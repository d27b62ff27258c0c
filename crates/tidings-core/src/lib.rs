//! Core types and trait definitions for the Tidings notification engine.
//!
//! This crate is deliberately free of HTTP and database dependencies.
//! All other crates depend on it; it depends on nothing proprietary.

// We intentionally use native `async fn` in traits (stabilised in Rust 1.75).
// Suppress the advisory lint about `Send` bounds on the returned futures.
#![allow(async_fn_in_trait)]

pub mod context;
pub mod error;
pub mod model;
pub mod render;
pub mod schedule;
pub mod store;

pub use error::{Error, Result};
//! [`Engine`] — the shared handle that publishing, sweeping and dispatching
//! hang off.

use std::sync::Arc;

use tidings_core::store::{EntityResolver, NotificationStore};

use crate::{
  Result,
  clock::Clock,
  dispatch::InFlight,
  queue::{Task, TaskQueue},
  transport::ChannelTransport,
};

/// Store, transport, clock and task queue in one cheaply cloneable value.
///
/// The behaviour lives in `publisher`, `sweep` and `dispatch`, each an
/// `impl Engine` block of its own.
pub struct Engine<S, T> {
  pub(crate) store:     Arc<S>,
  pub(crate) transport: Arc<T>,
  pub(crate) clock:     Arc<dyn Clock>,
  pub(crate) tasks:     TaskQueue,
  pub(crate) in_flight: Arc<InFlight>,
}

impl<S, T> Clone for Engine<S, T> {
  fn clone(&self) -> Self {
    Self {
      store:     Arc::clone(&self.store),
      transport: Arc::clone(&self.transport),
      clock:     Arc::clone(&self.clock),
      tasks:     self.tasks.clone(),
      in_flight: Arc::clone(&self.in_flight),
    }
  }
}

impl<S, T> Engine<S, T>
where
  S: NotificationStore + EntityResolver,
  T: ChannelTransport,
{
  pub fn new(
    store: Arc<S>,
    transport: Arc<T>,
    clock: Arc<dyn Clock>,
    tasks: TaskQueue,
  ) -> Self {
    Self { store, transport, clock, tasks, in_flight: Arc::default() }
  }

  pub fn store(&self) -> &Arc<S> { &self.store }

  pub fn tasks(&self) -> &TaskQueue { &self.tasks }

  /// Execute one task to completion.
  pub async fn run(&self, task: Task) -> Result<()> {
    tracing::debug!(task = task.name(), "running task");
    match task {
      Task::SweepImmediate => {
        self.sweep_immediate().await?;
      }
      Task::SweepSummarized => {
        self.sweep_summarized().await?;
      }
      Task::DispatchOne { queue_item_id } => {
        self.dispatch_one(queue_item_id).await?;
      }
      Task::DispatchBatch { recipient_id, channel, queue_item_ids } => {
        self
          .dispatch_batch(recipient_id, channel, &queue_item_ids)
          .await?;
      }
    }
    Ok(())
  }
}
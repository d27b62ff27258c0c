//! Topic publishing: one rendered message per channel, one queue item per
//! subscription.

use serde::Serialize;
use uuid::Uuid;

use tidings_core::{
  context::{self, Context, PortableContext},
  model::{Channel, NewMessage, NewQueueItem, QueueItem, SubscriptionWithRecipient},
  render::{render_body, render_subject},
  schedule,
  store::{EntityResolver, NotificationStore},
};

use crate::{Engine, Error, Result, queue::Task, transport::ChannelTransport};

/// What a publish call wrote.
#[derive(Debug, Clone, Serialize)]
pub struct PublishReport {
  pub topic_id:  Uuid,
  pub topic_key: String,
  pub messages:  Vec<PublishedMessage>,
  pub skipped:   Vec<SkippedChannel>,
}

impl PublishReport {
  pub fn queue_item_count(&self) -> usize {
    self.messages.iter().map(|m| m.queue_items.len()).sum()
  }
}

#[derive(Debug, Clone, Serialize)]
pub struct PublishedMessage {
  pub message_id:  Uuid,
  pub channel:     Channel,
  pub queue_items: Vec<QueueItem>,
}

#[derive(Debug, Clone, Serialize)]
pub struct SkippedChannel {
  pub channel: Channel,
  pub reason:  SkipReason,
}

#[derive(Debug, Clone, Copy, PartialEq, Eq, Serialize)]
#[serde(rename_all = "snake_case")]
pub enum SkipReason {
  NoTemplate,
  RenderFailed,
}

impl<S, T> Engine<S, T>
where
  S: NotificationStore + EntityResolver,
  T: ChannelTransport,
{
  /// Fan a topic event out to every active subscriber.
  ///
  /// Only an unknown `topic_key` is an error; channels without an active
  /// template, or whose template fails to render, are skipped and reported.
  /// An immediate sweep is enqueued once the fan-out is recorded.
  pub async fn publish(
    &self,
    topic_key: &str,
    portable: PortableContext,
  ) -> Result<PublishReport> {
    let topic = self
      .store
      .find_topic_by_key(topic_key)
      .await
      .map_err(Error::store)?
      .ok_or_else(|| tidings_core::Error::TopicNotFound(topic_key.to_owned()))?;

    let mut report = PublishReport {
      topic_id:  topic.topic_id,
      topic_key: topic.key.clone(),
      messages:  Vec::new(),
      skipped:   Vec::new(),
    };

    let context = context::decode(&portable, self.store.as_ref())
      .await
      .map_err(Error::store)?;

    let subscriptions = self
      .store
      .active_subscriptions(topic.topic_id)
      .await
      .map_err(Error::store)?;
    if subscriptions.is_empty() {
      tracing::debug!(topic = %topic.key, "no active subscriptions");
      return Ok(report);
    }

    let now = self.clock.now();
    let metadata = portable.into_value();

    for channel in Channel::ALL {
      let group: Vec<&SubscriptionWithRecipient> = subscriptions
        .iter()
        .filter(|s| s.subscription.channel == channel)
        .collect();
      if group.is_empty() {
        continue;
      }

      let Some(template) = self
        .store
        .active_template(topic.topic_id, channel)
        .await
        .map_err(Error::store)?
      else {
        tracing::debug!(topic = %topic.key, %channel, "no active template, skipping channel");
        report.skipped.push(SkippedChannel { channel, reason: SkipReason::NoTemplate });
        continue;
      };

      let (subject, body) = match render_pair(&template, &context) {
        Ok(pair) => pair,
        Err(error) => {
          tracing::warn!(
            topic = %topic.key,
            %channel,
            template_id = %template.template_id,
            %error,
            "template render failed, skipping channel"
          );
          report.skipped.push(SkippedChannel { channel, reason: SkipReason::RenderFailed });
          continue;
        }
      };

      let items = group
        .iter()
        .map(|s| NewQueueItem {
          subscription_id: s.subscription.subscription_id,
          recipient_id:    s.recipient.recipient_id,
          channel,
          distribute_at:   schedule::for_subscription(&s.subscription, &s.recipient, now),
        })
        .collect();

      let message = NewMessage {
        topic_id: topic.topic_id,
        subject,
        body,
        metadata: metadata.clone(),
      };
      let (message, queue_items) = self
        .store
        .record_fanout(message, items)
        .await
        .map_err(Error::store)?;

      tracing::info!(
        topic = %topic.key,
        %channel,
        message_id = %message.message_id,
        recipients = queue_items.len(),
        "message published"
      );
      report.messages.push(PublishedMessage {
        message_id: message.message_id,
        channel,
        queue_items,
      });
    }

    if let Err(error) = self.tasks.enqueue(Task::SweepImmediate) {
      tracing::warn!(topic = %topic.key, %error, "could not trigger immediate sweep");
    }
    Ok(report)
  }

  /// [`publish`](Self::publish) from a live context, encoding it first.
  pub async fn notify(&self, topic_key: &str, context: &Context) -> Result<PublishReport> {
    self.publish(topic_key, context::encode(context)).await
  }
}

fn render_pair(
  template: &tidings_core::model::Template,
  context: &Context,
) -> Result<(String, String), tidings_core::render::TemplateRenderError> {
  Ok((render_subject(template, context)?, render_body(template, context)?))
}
***
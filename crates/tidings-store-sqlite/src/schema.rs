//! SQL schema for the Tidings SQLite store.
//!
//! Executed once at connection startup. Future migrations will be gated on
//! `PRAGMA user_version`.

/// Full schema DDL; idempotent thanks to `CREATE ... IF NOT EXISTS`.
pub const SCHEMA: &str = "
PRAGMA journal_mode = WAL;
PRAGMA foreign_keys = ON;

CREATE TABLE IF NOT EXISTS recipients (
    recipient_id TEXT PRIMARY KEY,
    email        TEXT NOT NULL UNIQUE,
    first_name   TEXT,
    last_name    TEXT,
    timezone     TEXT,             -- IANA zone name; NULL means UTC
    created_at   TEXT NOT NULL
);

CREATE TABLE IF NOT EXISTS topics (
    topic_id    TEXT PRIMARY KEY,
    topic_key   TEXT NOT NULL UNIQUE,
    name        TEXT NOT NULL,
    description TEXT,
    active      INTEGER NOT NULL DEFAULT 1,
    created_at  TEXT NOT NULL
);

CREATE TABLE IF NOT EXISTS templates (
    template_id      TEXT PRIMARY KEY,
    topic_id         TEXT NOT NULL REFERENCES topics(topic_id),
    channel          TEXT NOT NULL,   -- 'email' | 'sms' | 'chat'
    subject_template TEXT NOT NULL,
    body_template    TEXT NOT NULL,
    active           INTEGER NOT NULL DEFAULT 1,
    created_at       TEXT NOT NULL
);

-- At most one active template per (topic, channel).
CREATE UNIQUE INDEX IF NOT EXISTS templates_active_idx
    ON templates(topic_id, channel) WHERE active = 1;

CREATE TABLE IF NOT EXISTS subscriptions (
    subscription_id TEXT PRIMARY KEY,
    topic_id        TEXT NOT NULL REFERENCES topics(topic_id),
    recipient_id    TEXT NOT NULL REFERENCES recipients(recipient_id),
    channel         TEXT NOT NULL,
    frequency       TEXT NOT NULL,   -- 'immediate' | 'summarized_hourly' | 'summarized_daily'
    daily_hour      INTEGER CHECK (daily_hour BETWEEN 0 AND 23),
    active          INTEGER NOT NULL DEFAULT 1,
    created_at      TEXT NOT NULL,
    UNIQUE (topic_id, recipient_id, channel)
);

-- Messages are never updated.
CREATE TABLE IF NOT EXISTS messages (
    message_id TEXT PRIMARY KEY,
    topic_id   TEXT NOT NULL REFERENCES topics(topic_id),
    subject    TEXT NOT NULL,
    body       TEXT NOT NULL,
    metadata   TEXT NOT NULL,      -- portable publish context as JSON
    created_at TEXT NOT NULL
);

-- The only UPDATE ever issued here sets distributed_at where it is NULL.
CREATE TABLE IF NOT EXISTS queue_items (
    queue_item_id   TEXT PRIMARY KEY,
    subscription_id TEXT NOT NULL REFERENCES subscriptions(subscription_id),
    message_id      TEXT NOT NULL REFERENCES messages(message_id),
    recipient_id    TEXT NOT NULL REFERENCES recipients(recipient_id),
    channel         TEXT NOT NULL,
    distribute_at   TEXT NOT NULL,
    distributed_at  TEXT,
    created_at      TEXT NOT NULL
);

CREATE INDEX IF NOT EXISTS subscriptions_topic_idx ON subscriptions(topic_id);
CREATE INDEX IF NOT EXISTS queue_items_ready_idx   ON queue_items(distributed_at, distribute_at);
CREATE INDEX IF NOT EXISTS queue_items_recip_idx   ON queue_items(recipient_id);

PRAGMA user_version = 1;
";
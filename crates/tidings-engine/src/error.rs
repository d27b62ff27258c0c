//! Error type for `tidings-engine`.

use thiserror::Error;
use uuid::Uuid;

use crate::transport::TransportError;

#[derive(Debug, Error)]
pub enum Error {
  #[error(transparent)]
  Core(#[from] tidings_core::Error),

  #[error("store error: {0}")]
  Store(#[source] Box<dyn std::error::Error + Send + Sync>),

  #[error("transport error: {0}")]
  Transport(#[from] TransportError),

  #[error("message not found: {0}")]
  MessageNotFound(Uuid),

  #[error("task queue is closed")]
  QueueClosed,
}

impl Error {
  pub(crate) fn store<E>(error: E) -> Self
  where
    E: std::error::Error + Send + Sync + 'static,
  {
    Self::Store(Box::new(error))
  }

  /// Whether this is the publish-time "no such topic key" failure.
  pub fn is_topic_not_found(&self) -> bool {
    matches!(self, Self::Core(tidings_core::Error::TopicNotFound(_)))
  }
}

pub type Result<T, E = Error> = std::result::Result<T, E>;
***
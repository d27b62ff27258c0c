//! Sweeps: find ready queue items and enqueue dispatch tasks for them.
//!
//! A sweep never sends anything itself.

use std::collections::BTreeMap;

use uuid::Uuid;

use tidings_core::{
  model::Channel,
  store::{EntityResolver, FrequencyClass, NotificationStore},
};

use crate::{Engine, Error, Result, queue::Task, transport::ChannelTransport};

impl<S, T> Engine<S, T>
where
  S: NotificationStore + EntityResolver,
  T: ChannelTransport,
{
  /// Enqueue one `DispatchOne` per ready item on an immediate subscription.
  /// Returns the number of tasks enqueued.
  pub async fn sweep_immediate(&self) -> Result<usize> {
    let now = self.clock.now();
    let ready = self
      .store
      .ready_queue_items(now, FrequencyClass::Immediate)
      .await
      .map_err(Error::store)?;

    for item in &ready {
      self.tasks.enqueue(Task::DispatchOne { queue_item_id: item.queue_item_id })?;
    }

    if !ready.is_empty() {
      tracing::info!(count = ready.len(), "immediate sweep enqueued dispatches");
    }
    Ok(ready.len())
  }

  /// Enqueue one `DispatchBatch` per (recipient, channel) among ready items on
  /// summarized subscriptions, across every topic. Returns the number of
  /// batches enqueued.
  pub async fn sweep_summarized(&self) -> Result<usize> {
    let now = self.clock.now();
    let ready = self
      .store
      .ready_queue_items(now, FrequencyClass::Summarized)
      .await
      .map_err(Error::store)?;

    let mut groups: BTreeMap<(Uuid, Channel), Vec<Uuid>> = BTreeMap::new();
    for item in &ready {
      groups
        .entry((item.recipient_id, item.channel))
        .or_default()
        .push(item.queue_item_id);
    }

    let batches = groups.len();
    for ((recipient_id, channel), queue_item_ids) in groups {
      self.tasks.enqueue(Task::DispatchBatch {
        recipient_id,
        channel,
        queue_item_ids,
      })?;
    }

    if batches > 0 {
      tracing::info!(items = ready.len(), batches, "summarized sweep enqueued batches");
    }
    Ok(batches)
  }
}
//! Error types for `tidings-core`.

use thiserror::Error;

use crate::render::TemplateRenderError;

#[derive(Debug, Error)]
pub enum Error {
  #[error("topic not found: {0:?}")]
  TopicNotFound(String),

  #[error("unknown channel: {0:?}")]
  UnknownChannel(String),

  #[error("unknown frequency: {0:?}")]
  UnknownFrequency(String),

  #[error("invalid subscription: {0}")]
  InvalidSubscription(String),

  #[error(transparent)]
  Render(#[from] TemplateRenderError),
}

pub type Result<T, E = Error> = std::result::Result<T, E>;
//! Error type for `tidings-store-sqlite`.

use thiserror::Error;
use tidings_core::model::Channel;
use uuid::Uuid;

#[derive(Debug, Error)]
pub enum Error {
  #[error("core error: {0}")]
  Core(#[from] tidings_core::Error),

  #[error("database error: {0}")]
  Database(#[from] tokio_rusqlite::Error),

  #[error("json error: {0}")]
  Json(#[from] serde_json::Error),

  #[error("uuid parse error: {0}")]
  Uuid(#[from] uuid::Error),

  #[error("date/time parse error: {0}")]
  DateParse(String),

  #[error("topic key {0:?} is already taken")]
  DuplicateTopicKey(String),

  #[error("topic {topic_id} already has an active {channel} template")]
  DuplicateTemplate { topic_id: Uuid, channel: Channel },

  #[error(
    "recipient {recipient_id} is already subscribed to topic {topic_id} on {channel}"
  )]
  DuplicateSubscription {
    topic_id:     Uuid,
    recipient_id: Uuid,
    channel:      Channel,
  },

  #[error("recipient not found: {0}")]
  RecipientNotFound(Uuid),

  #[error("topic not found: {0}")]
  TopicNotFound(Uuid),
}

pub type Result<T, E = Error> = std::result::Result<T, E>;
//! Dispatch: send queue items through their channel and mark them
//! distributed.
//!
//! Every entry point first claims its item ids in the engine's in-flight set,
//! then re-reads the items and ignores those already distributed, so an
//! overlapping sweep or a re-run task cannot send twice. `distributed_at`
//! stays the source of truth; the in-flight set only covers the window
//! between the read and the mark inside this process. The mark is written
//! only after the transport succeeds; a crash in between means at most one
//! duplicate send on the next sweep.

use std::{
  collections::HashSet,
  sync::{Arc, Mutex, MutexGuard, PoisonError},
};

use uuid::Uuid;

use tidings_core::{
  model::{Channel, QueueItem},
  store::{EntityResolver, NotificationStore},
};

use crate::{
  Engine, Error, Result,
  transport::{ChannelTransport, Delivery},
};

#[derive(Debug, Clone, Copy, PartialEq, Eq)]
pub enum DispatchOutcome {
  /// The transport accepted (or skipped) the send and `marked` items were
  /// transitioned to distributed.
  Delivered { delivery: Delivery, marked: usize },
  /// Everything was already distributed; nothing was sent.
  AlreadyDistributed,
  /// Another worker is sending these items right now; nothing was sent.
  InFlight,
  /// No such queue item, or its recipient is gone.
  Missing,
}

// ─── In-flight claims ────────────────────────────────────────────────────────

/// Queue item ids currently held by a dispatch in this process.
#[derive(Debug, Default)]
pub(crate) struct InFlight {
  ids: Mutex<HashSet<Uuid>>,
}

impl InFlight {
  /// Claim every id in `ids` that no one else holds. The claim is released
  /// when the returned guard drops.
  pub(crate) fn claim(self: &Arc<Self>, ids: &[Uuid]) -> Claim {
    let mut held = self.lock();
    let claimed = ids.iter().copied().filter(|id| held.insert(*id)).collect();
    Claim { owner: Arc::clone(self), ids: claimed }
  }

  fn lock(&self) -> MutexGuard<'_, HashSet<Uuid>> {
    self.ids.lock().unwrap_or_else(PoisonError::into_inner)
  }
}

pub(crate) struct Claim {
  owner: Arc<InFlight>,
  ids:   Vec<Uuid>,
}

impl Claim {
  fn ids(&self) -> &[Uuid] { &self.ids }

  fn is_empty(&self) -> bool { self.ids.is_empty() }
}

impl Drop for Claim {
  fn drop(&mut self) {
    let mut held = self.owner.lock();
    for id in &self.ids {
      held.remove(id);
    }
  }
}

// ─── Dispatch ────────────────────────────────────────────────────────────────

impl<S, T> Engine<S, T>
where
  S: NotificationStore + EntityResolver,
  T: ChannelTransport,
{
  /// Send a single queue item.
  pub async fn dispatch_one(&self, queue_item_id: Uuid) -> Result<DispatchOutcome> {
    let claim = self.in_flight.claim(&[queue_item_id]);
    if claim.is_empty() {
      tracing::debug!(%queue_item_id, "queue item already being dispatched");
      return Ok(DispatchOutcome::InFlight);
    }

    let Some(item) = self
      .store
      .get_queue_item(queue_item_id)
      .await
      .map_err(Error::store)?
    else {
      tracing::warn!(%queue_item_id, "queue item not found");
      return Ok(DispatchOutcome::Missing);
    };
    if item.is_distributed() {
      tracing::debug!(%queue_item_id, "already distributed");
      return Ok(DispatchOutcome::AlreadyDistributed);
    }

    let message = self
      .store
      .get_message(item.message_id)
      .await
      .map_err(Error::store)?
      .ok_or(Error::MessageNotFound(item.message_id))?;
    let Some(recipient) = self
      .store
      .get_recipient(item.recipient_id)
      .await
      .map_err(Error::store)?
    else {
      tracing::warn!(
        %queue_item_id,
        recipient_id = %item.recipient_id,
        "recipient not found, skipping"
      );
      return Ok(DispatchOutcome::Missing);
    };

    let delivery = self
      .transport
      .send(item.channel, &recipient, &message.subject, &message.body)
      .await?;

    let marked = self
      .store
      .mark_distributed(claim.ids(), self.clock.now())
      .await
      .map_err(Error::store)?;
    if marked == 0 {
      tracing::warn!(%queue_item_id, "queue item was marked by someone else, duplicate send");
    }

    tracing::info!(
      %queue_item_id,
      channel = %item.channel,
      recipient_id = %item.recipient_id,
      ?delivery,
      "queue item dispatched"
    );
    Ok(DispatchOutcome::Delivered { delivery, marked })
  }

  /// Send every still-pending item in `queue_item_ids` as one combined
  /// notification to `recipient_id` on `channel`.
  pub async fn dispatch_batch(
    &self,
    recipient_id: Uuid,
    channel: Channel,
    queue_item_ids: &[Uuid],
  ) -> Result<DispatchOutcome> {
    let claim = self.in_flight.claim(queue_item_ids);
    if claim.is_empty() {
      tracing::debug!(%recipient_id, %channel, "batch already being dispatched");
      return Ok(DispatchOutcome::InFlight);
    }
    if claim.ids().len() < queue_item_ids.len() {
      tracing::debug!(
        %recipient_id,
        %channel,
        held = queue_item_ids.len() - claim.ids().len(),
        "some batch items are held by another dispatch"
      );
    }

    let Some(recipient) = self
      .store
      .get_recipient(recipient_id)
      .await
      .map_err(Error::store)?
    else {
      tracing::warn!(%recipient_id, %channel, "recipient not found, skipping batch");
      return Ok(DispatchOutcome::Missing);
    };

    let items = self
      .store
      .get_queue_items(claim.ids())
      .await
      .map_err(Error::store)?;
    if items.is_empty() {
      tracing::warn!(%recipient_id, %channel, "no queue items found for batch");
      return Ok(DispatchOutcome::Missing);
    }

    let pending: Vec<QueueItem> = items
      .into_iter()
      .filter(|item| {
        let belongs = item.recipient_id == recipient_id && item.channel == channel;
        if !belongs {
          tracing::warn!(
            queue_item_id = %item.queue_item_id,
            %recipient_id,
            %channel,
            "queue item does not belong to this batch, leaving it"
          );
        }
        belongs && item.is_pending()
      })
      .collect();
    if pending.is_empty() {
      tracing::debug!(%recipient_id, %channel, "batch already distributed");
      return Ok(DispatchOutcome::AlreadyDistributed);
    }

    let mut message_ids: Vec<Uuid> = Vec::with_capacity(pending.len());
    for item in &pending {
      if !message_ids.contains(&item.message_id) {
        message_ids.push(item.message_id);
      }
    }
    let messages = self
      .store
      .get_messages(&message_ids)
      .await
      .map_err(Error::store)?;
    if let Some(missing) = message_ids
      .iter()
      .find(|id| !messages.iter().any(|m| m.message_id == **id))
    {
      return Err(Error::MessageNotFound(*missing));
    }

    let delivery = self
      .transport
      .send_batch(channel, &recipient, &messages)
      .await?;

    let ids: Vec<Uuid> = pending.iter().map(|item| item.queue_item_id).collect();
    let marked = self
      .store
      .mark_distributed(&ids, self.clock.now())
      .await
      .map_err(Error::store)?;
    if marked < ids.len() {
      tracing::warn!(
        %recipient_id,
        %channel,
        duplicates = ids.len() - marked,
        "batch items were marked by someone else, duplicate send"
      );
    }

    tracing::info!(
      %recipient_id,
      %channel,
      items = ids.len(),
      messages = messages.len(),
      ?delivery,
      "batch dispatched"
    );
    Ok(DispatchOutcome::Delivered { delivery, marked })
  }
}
***
- Task details
Copy each line of the preceding material that contains "HashSet".

- Result
  collections::HashSet,
  ids: Mutex<HashSet<Uuid>>,
  fn lock(&self) -> MutexGuard<'_, HashSet<Uuid>> {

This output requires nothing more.